E com a reviravolta no cenário político com a possível volta da elegibilidade do ex-presidente Lula, o ano de 2021 está profundamente comprometido do ponto de vista de desempenho e recuperação, de acordo com Rabello de Castro. “Sob a ótica política, com a reverberação da figura de Lula, saltamos para 2022 da noite para o dia. E isso é péssimo para a já cambaleante autoridade dos gestores atuais na área econômica, que ainda não tem Orçamento para o ano corrente”, frisa. “Um ainda maior desequilíbrio cambial e inflacionário, neste momento de extrema fragilidade para o governo, sepultaria de vez as chances de Bolsonaro nas eleições de 2022”, emenda. (RH)

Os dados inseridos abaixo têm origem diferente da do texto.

//! A thin `vte::Perform` wrapper that turns a raw ECMA-48 byte stream into a
//! small vocabulary of parser events. This crate knows nothing about cursors,
//! screens or cell attributes - that interpretation lives in `vtk-core`'s
//! emulator; this crate only runs the canonical ANSI/VT state machine and
//! reports what it saw.

use tracing::trace;
use vte::{Params, Parser, Perform};

/// One parsed unit of the control stream.
#[derive(Debug, Clone)]
pub enum ParserEvent {
    /// A single printable character, already translated from the input
    /// encoding but not yet through any G0-G3 charset mapping.
    Print(char),
    /// A C0/C1 control code (BEL, BS, HT, LF, CR, ...).
    Execute(u8),
    /// `CSI params intermediates action`, e.g. `CSI 1 ; 2 H`.
    CsiDispatch {
        params: Vec<Vec<u16>>,
        intermediates: Vec<u8>,
        ignore: bool,
        action: char,
    },
    /// `ESC intermediates byte`, e.g. `ESC 7`.
    EscDispatch {
        intermediates: Vec<u8>,
        ignore: bool,
        byte: u8,
    },
    /// `OSC params ST|BEL`.
    OscDispatch { params: Vec<Vec<u8>>, bell_terminated: bool },
    /// DCS open.
    Hook {
        params: Vec<Vec<u16>>,
        intermediates: Vec<u8>,
        ignore: bool,
        action: char,
    },
    /// DCS data byte.
    Put(u8),
    /// DCS close.
    Unhook,
}

pub struct VtParser {
    parser: Parser,
    performer: Collector,
}

impl VtParser {
    pub fn new() -> Self {
        Self {
            parser: Parser::new(),
            performer: Collector::default(),
        }
    }

    /// Feed a single byte through the state machine, returning any events
    /// it produced. Most bytes produce zero or one event; CSI/OSC/DCS
    /// terminators can never produce more than one.
    pub fn advance(&mut self, byte: u8) -> Vec<ParserEvent> {
        self.parser.advance(&mut self.performer, byte);
        std::mem::take(&mut self.performer.events)
    }

    /// Feed a whole buffer, returning all events produced in order.
    pub fn advance_all(&mut self, data: &[u8]) -> Vec<ParserEvent> {
        for &byte in data {
            self.parser.advance(&mut self.performer, byte);
        }
        std::mem::take(&mut self.performer.events)
    }
}

impl Default for VtParser {
    fn default() -> Self {
        Self::new()
    }
}

#[derive(Default)]
struct Collector {
    events: Vec<ParserEvent>,
}

fn params_to_vec(params: &Params) -> Vec<Vec<u16>> {
    params.iter().map(|group| group.to_vec()).collect()
}

impl Perform for Collector {
    fn print(&mut self, c: char) {
        self.events.push(ParserEvent::Print(c));
    }

    fn execute(&mut self, byte: u8) {
        trace!("execute 0x{:02x}", byte);
        self.events.push(ParserEvent::Execute(byte));
    }

    fn hook(&mut self, params: &Params, intermediates: &[u8], ignore: bool, action: char) {
        self.events.push(ParserEvent::Hook {
            params: params_to_vec(params),
            intermediates: intermediates.to_vec(),
            ignore,
            action,
        });
    }

    fn put(&mut self, byte: u8) {
        self.events.push(ParserEvent::Put(byte));
    }

    fn unhook(&mut self) {
        self.events.push(ParserEvent::Unhook);
    }

    fn osc_dispatch(&mut self, params: &[&[u8]], bell_terminated: bool) {
        self.events.push(ParserEvent::OscDispatch {
            params: params.iter().map(|p| p.to_vec()).collect(),
            bell_terminated,
        });
    }

    fn csi_dispatch(&mut self, params: &Params, intermediates: &[u8], ignore: bool, action: char) {
        self.events.push(ParserEvent::CsiDispatch {
            params: params_to_vec(params),
            intermediates: intermediates.to_vec(),
            ignore,
            action,
        });
    }

    fn esc_dispatch(&mut self, intermediates: &[u8], ignore: bool, byte: u8) {
        self.events.push(ParserEvent::EscDispatch {
            intermediates: intermediates.to_vec(),
            ignore,
            byte,
        });
    }
}

#[cfg(test)]
mod tests {
    use super::*;

    #[test]
    fn plain_text_prints_each_char() {
        let mut p = VtParser::new();
        let events = p.advance_all(b"Hi!");
        assert_eq!(events.len(), 3);
        assert!(matches!(events[0], ParserEvent::Print('H')));
        assert!(matches!(events[2], ParserEvent::Print('!')));
    }

    #[test]
    fn csi_cursor_position_dispatches_with_params() {
        let mut p = VtParser::new();
        let events = p.advance_all(b"\x1b[10;20H");
        assert_eq!(events.len(), 1);
        match &events[0] {
            ParserEvent::CsiDispatch { params, action, .. } => {
                assert_eq!(*action, 'H');
                assert_eq!(params[0][0], 10);
                assert_eq!(params[1][0], 20);
            }
            other => panic!("unexpected event: {other:?}"),
        }
    }

    #[test]
    fn execute_then_print_preserve_order() {
        let mut p = VtParser::new();
        let events = p.advance_all(b"a\nb");
        assert_eq!(events.len(), 3);
        assert!(matches!(events[0], ParserEvent::Print('a')));
        assert!(matches!(events[1], ParserEvent::Execute(0x0A)));
        assert!(matches!(events[2], ParserEvent::Print('b')));
    }

    #[test]
    fn never_panics_on_arbitrary_bytes() {
        let mut p = VtParser::new();
        let mut data = Vec::new();
        for b in 0u8..=255 {
            data.push(b);
        }
        let _ = p.advance_all(&data);
    }
}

Bolsonaro: a culpa é do "fique em casa"

Em conversa com apoiadores no Palácio da Alvorada, o presidente Jair Bolsonaro responsabilizou a pandemia da covid-19 e as medidas de isolamento social pelo aumento no preço dos alimentos. “A política do 'fique em casa', 'feche tudo', que destruiu milhões de empregos, a consequência está aí. Imagine se o homem do campo tivesse ficado em casa, não teria alimento para ninguém. Agora, todo mundo é responsável, quem é que está com essa política do 'fica em casa'? Não sou eu”, disse o presidente.